The element of surprise
increase variety for adherence and results

Studies have reinforced the importance of variety to exercise adherence. If you’re looking to retain more clients in the new year, and to help them achieve more, it may be time to shake up their training, says John Pidgeon.

Variety is the proverbial spice of a fitness program. And while it’s essential to long term adherence for your clients, it’s also important for maintaining your own motivation and enthusiasm for training.

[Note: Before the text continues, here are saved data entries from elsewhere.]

#[cfg(test)]
mod tests {
    use super::*;
    use crate::testutil::*;

    /// Handshake + a responder that answers every request kind with an empty
    /// success response, counting from stub counter 3.
    fn connected_proxy(
        cb_pdu_max: u32,
        scratch: (u32, u32),
        topology: (u32, u32),
    ) -> (PspProxy, MockLink, TestHostIo) {
        let (xport, link) = mock_pair();
        link.push_raw(&beacon_frame(1, 17));
        let mut counter = 1u32;
        let (scratch_addr, cb_scratch) = scratch;
        let (sockets, ccds) = topology;
        link.set_responder(move |hdr, payload| {
            counter += 1;
            match hdr.rrn_id {
                RRN_REQ_CONNECT => {
                    let resp = connect_resp_frame(
                        counter, cb_pdu_max, scratch_addr, cb_scratch, sockets, ccds,
                    );
                    // Inbound numbering restarts at 1 with the session.
                    counter = 0;
                    vec![resp]
                }
                RRN_REQ_PSP_SMN_READ => {
                    let req: SmnXferReq = payload_as(payload).unwrap();
                    assert_eq!(req.smn_addr, 0x02DC_4000);
                    assert_eq!(req.cb_xfer, 4);
                    vec![stub_frame(
                        counter,
                        response_for(hdr.rrn_id),
                        hdr.target_ccd,
                        STS_SUCCESS,
                        &[0xDE, 0xAD, 0xBE, 0xEF],
                    )]
                }
                _ => vec![stub_frame(counter, response_for(hdr.rrn_id), hdr.target_ccd, 0, &[])],
            }
        });
        let io = TestHostIo::default();
        let proxy =
            PspProxy::with_transport(Box::new(xport), Box::new(io.clone()), 1000).unwrap();
        (proxy, link, io)
    }

    #[test]
    fn smn_read_roundtrip() {
        let (mut proxy, _link, _io) = connected_proxy(4096, (0x20000, 0x10000), (1, 1));
        let val = proxy.smn_read(0x02DC_4000, 4, 1000).unwrap();
        assert_eq!(val, 0xEFBE_ADDE);
        assert_eq!(proxy.last_request_rc(), 0);
    }

    #[test]
    fn register_size_validation() {
        let (mut proxy, link, _io) = connected_proxy(4096, (0x20000, 0x10000), (1, 1));
        let before = link.requests().len();
        assert!(matches!(
            proxy.psp_mmio_read(0x0320_0000, 3, 1000),
            Err(ProxyError::InvalidArgument(_))
        ));
        assert!(matches!(
            proxy.smn_write(0x0100, 16, 0, 1000),
            Err(ProxyError::InvalidArgument(_))
        ));
        // Rejected at the facade: nothing went on the wire.
        assert_eq!(link.requests().len(), before);
    }

    #[test]
    fn addr_xfer_flag_validation() {
        let (mut proxy, _link, _io) = connected_proxy(4096, (0x20000, 0x10000), (1, 1));
        let mut ab = [0u8; 8];

        // Two direction bits.
        assert!(matches!(
            proxy.addr_xfer(
                PspAddress::PspMem(0x1000),
                XFER_F_READ | XFER_F_WRITE,
                4,
                XferData::Read(&mut ab),
                1000
            ),
            Err(ProxyError::InvalidArgument(_))
        ));
        // Bad stride.
        assert!(matches!(
            proxy.addr_xfer(PspAddress::Smn(0x1000), XFER_F_READ, 3, XferData::Read(&mut ab), 1000),
            Err(ProxyError::InvalidArgument(_))
        ));
        // Size not a stride multiple.
        let mut odd = [0u8; 6];
        assert!(matches!(
            proxy.addr_xfer(PspAddress::Smn(0x1000), XFER_F_READ, 4, XferData::Read(&mut odd), 1000),
            Err(ProxyError::InvalidArgument(_))
        ));
        // Data kind contradicting the flags.
        assert!(matches!(
            proxy.addr_xfer(PspAddress::Smn(0x1000), XFER_F_WRITE, 4, XferData::Read(&mut ab), 1000),
            Err(ProxyError::InvalidArgument(_))
        ));
        // Memset pattern must be one stride.
        assert!(matches!(
            proxy.addr_xfer(
                PspAddress::PspMem(0x1000),
                XFER_F_MEMSET,
                4,
                XferData::Memset { pattern: &[0u8; 2], cb_xfer: 16 },
                1000
            ),
            Err(ProxyError::InvalidArgument(_))
        ));
    }

    #[test]
    fn addr_xfer_encodes_space_and_caching() {
        let (mut proxy, link, _io) = connected_proxy(4096, (0x20000, 0x10000), (1, 1));
        let mut ab = [0u8; 8];
        proxy
            .addr_xfer(
                PspAddress::X86Mem { addr: 0x1_0000_0000, caching: X86_ADDR_F_WRITEBACK },
                XFER_F_READ | XFER_F_INCR_ADDR,
                4,
                XferData::Read(&mut ab),
                1000,
            )
            .unwrap_err(); // responder answers with an empty payload: size mismatch
        let reqs = link.requests_of(RRN_REQ_PSP_ADDR_XFER);
        assert_eq!(reqs.len(), 1);
        let req: AddrXferReq = payload_as(&reqs[0].1).unwrap();
        assert_eq!(req.space, ADDR_SPACE_X86_MEM);
        assert_eq!(req.addr, 0x1_0000_0000);
        assert_eq!(req.addr_flags, X86_ADDR_F_WRITEBACK);
        assert_eq!(req.flags, XFER_F_READ | XFER_F_INCR_ADDR);
        assert_eq!(req.stride, 4);
    }

    #[test]
    fn set_ccd_respects_topology() {
        let (mut proxy, _link, _io) = connected_proxy(4096, (0x20000, 0x10000), (1, 2));
        proxy.set_ccd(1).unwrap();
        assert_eq!(proxy.ccd(), 1);
        assert!(matches!(proxy.set_ccd(2), Err(ProxyError::InvalidArgument(_))));
    }

    #[test]
    fn coproc_selector_validation() {
        let (mut proxy, _link, _io) = connected_proxy(4096, (0x20000, 0x10000), (1, 1));
        assert!(matches!(
            proxy.coproc_read(16, 0, 0, 0, 0, 1000),
            Err(ProxyError::InvalidArgument(_))
        ));
        assert!(matches!(
            proxy.coproc_write(15, 0, 0, 8, 0, 0, 1000),
            Err(ProxyError::InvalidArgument(_))
        ));
    }

    #[test]
    fn scratch_allocator_seeds_from_query_info_and_coalesces() {
        let (mut proxy, _link, _io) = connected_proxy(4096, (0x20000, 0x10000), (1, 1));

        let a = proxy.scratch_alloc(0x1000).unwrap();
        assert_eq!(a, 0x2F000);
        let b = proxy.scratch_alloc(0x1000).unwrap();
        assert_eq!(b, 0x2E000);
        proxy.scratch_free(a, 0x1000).unwrap();
        proxy.scratch_free(b, 0x1000).unwrap();

        // The whole region is one chunk again.
        let c = proxy.scratch_alloc(0x10000).unwrap();
        assert_eq!(c, 0x20000);
        assert!(matches!(proxy.scratch_alloc(1), Err(ProxyError::ScratchExhausted)));
    }

    #[test]
    fn free_before_alloc_is_rejected() {
        let (mut proxy, _link, _io) = connected_proxy(4096, (0x20000, 0x10000), (1, 1));
        assert!(matches!(
            proxy.scratch_free(0x20000, 0x100),
            Err(ProxyError::InvalidArgument(_))
        ));
    }

    #[test]
    fn query_info_reports_the_advertised_region() {
        let (proxy, _link, _io) = connected_proxy(4096, (0x4_2000, 0x8000), (1, 1));
        assert_eq!(proxy.query_info().unwrap(), (0x4_2000, 0x8000));
        let info = proxy.session().unwrap();
        assert_eq!(info.cb_pdu_max, 4096);
        assert_eq!(info.ccd_count, 1);
    }
}
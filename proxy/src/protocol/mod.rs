// PSP PROXY — PROTOCOL LAYER
// wire:   on-wire constants, header/footer, request and notification payloads
// framer: frame emitter and the receive state machine with byte-wise resync

pub mod framer;
pub mod wire;
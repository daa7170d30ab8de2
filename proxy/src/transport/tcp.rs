// PSP PROXY — TCP TRANSPORT
// Device URI: tcp://<host>:<port>. Nagle is disabled so a PDU leaves the
// host as soon as its footer is written.

use std::io::Write;
use std::net::{Shutdown, TcpStream, ToSocketAddrs};
use std::os::unix::io::{AsRawFd, RawFd};

use log::debug;

use crate::error::{ProxyError, Result};
use crate::transport::{fionread, poll_readable, Interrupter, PollOutcome, SelfPipe, Transport};

pub struct TcpTransport {
    stream: TcpStream,
    pipe: SelfPipe,
}

impl TcpTransport {
    /// `details` is the URI remainder, `<host>:<port>`.
    pub fn open(details: &str) -> Result<Self> {
        let (host, port) = details
            .rsplit_once(':')
            .ok_or_else(|| ProxyError::InvalidDeviceUri(format!("tcp://{details}")))?;
        let port: u16 = port
            .parse()
            .map_err(|_| ProxyError::InvalidDeviceUri(format!("tcp://{details}")))?;

        let addrs = (host, port)
            .to_socket_addrs()
            .map_err(ProxyError::Transport)?
            .collect::<Vec<_>>();
        let stream = TcpStream::connect(&addrs[..]).map_err(ProxyError::Transport)?;
        stream.set_nodelay(true).map_err(ProxyError::Transport)?;
        debug!("tcp transport connected to {host}:{port}");

        Ok(TcpTransport { stream, pipe: SelfPipe::new().map_err(ProxyError::Transport)? })
    }

    fn fd(&self) -> RawFd {
        self.stream.as_raw_fd()
    }
}

impl Transport for TcpTransport {
    fn peek(&mut self) -> usize {
        fionread(self.fd())
    }

    fn read(&mut self, buf: &mut [u8]) -> Result<usize> {
        let rc = unsafe {
            libc::recv(
                self.fd(),
                buf.as_mut_ptr() as *mut libc::c_void,
                buf.len(),
                libc::MSG_DONTWAIT,
            )
        };
        if rc > 0 {
            return Ok(rc as usize);
        }
        if rc == 0 {
            // Orderly shutdown by the peer: the link is gone.
            return Err(std::io::Error::new(
                std::io::ErrorKind::ConnectionReset,
                "peer closed the connection",
            )
            .into());
        }
        let err = std::io::Error::last_os_error();
        if err.kind() == std::io::ErrorKind::WouldBlock {
            return Ok(0);
        }
        Err(err.into())
    }

    fn write(&mut self, buf: &[u8]) -> Result<()> {
        self.stream.write_all(buf).map_err(ProxyError::Transport)
    }

    fn poll(&mut self, ms: u32) -> Result<PollOutcome> {
        poll_readable(self.fd(), &self.pipe, ms)
    }

    fn interrupter(&self) -> Option<Interrupter> {
        self.pipe.interrupter()
    }
}

impl Drop for TcpTransport {
    fn drop(&mut self) {
        let _ = self.stream.shutdown(Shutdown::Both);
    }
}

#[cfg(test)]
mod tests {
    use super::*;
    use std::io::Read;
    use std::net::TcpListener;

    #[test]
    fn rejects_malformed_uris() {
        assert!(matches!(TcpTransport::open("nohost"), Err(ProxyError::InvalidDeviceUri(_))));
        assert!(matches!(TcpTransport::open("host:notaport"), Err(ProxyError::InvalidDeviceUri(_))));
    }

    #[test]
    fn loopback_roundtrip_and_peek() {
        let listener = TcpListener::bind("127.0.0.1:0").unwrap();
        let port = listener.local_addr().unwrap().port();

        let mut xport = TcpTransport::open(&format!("127.0.0.1:{port}")).unwrap();
        let (mut peer, _) = listener.accept().unwrap();

        xport.write(b"ping").unwrap();
        let mut ab = [0u8; 4];
        peer.read_exact(&mut ab).unwrap();
        assert_eq!(&ab, b"ping");

        peer.write_all(b"pong").unwrap();
        assert_eq!(xport.poll(1000).unwrap(), PollOutcome::Ready);
        assert!(xport.peek() > 0);
        let mut ab = [0u8; 16];
        let n = xport.read(&mut ab).unwrap();
        assert_eq!(&ab[..n], b"pong");

        // Nothing queued: the non-blocking read reports no data.
        assert_eq!(xport.read(&mut ab).unwrap(), 0);
    }

    #[test]
    fn peer_close_fails_the_read() {
        let listener = TcpListener::bind("127.0.0.1:0").unwrap();
        let port = listener.local_addr().unwrap().port();
        let mut xport = TcpTransport::open(&format!("127.0.0.1:{port}")).unwrap();
        let (peer, _) = listener.accept().unwrap();
        drop(peer);

        assert_eq!(xport.poll(1000).unwrap(), PollOutcome::Ready);
        let mut ab = [0u8; 4];
        assert!(xport.read(&mut ab).is_err());
    }
}
pub struct PduEngine {
    xport: Box<dyn Transport>,
    io: Box<dyn HostIo>,
    dec: FrameDecoder,
    session: SessionState,
    /// Outbound PDUs emitted; the counter field of PDU N is N.
    pdus_sent: u32,
    /// Status code of the most recent response, success or not.
    rc_req_last: u32,
    peer_reset: bool,
    /// Return value stashed when an ExecFinished notification arrives while
    /// some other wait is in progress.
    exec_finished: Option<u32>,
    logbuf: LogLineBuffer,
    irq: IrqTable,
    epoch_ms: u64,
}
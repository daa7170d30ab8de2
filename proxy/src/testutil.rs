// PSP PROXY — TEST HARNESS
// In-memory transport with a scripted peer: outbound PDUs are parsed and
// handed to a responder closure, whose reply frames queue up as inbound
// bytes. Poll never sleeps, so engine timeout paths run instantly.

use std::cell::RefCell;
use std::collections::VecDeque;
use std::rc::Rc;

use crate::error::Result;
use crate::hostio::HostIo;
use crate::protocol::wire::*;
use crate::transport::{Interrupter, PollOutcome, Transport};

/// Build one raw stub → host frame.
pub fn stub_frame(counter: u32, rrn: u32, ccd: u32, rc: u32, payload: &[u8]) -> Vec<u8> {
    let hdr = PduHdr {
        start_magic: PSP_2_EXT_START_MAGIC,
        payload_len: payload.len() as u32,
        pdu_counter: counter,
        rrn_id: rrn,
        target_ccd: ccd,
        timestamp_ms: 0,
        request_rc: rc,
        reserved: 0,
    };
    let ab_hdr = hdr.to_wire();
    let cb_pad = padded_len(payload.len()) - payload.len();
    let pad = [0u8; PDU_PAYLOAD_ALIGN];
    let sum = byte_sum(&[&ab_hdr, payload, &pad[..cb_pad]]);
    let footer =
        PduFooter { checksum: sum.wrapping_neg(), end_magic: PSP_2_EXT_END_MAGIC };

    let mut ab = Vec::with_capacity(PDU_FRAME_OVERHEAD + padded_len(payload.len()));
    ab.extend_from_slice(&ab_hdr);
    ab.extend_from_slice(payload);
    ab.extend_from_slice(&pad[..cb_pad]);
    ab.extend_from_slice(&footer.to_wire());
    ab
}

pub fn beacon_frame(counter: u32, beacons_sent: u32) -> Vec<u8> {
    let not = BeaconNot { beacons_sent, reserved: 0 };
    stub_frame(counter, RRN_NOT_BEACON, 0, 0, bytemuck::bytes_of(&not))
}

pub fn connect_resp_frame(
    counter: u32,
    cb_pdu_max: u32,
    psp_addr_scratch: u32,
    cb_scratch: u32,
    sys_sockets: u32,
    ccds_per_socket: u32,
) -> Vec<u8> {
    let resp = ConnectResp {
        cb_pdu_max,
        psp_addr_scratch,
        cb_scratch,
        sys_sockets,
        ccds_per_socket,
    };
    stub_frame(counter, RRN_RESP_CONNECT, 0, 0, bytemuck::bytes_of(&resp))
}

type Responder = Box<dyn FnMut(&PduHdr, &[u8]) -> Vec<Vec<u8>>>;

#[derive(Default)]
pub struct MockInner {
    inbound: VecDeque<u8>,
    pending: Vec<u8>,
    /// Every complete host → stub PDU seen, in emission order.
    pub requests: Vec<(PduHdr, Vec<u8>)>,
    responder: Option<Responder>,
}

/// Test-side handle onto the shared mock state.
#[derive(Clone)]
pub struct MockLink(Rc<RefCell<MockInner>>);

impl MockLink {
    pub fn push_raw(&self, bytes: &[u8]) {
        self.0.borrow_mut().inbound.extend(bytes.iter().copied());
    }

    pub fn set_responder(&self, f: impl FnMut(&PduHdr, &[u8]) -> Vec<Vec<u8>> + 'static) {
        self.0.borrow_mut().responder = Some(Box::new(f));
    }

    pub fn requests(&self) -> Vec<(PduHdr, Vec<u8>)> {
        self.0.borrow().requests.clone()
    }

    pub fn requests_of(&self, rrn: u32) -> Vec<(PduHdr, Vec<u8>)> {
        self.0.borrow().requests.iter().filter(|(h, _)| h.rrn_id == rrn).cloned().collect()
    }
}

pub struct MockTransport(Rc<RefCell<MockInner>>);

pub fn mock_pair() -> (MockTransport, MockLink) {
    let inner = Rc::new(RefCell::new(MockInner::default()));
    (MockTransport(inner.clone()), MockLink(inner))
}

impl Transport for MockTransport {
    fn peek(&mut self) -> usize {
        self.0.borrow().inbound.len()
    }

    fn read(&mut self, buf: &mut [u8]) -> Result<usize> {
        let mut inner = self.0.borrow_mut();
        let cb = inner.inbound.len().min(buf.len());
        for slot in buf[..cb].iter_mut() {
            *slot = inner.inbound.pop_front().unwrap();
        }
        Ok(cb)
    }

    fn write(&mut self, buf: &[u8]) -> Result<()> {
        let mut inner = self.0.borrow_mut();
        inner.pending.extend_from_slice(buf);

        // Reassemble complete host frames and run them past the responder.
        loop {
            if inner.pending.len() < PDU_HDR_SIZE {
                break;
            }
            let hdr = PduHdr::from_wire(inner.pending[..PDU_HDR_SIZE].try_into().unwrap());
            assert_eq!(hdr.start_magic, EXT_2_PSP_START_MAGIC, "host frame with bad magic");
            let total = PDU_FRAME_OVERHEAD + padded_len(hdr.payload_len as usize);
            if inner.pending.len() < total {
                break;
            }
            let payload =
                inner.pending[PDU_HDR_SIZE..PDU_HDR_SIZE + hdr.payload_len as usize].to_vec();
            inner.pending.drain(..total);
            inner.requests.push((hdr, payload.clone()));

            let mut responder = inner.responder.take();
            let replies =
                responder.as_mut().map(|f| f(&hdr, &payload)).unwrap_or_default();
            inner.responder = responder;
            for frame in replies {
                inner.inbound.extend(frame);
            }
        }
        Ok(())
    }

    fn poll(&mut self, _ms: u32) -> Result<PollOutcome> {
        if self.0.borrow().inbound.is_empty() {
            Ok(PollOutcome::TimedOut)
        } else {
            Ok(PollOutcome::Ready)
        }
    }

    fn interrupter(&self) -> Option<Interrupter> {
        None
    }
}

/// Host I/O sink with shared, inspectable state.
#[derive(Clone, Default)]
pub struct TestHostIo {
    pub input: Rc<RefCell<VecDeque<u8>>>,
    pub lines: Rc<RefCell<Vec<String>>>,
    pub out_bufs: Rc<RefCell<Vec<(u32, Vec<u8>)>>>,
}

impl HostIo for TestHostIo {
    fn log_msg(&mut self, line: &str) {
        self.lines.borrow_mut().push(line.to_string());
    }

    fn out_buf_write(&mut self, id_out_buf: u32, data: &[u8]) {
        self.out_bufs.borrow_mut().push((id_out_buf, data.to_vec()));
    }

    fn in_buf_peek(&mut self, _id_in_buf: u32) -> usize {
        self.input.borrow().len()
    }

    fn in_buf_read(&mut self, _id_in_buf: u32, buf: &mut [u8]) -> usize {
        let mut input = self.input.borrow_mut();
        let cb = input.len().min(buf.len());
        for slot in buf[..cb].iter_mut() {
            *slot = input.pop_front().unwrap();
        }
        cb
    }
}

If you find your clients are using excuses to avoid actively participating, seem quiet or uninterested, or are even failing to show for sessions, it’s time to shake things up a bit. Research supports the importance of variety for exercise adherence. In a University of Florida1 study, 114 male and female participants were divided into three groups. The first group was given specific exercise instructions for their workouts that incorporated frequent variety. The second group was also given specific instructions for their workouts, but for the same exercises to be performed in each session. The third, control, group was not given any guidelines regarding workout schedule or specific exercises.

The study period lasted eight weeks, with study subjects in the first two groups being instructed to exercise three times a week throughout the duration of the study. The group with the best retention and highest reported satisfaction was the group that incorporated both structure and variety.

While exercise variety can come in the form of spontaneous outbursts based on sudden inspiration, for it to be most effective it should have an element of planning. The best kind of workout variety is a diverse and challenging program with clear options that you can adopt wholesale or configure to the needs and abilities of your clients. Not only does this kind of ‘menu’ offer helpful structure and a more enjoyable mix of activity, it can also provide a more extensive, well-rounded training program. For clients to achieve optimum health and fitness, we cannot prescribe them restricted, narrow and incomplete workouts. Solid, total body fitness requires substantial variety.

The outdoor training business franchise, Step into Life, surveyed over 500 members nationally to uncover their main motivation for continuing to train with their Step into Life trainer for upwards of two years. The number one reason given was that it was outdoors, but the second most cited reason, by a huge margin, was the variety in the training sessions. This was deemed far more important even than the personal trainer conducting the sessions, a factor that ranked in fourth position.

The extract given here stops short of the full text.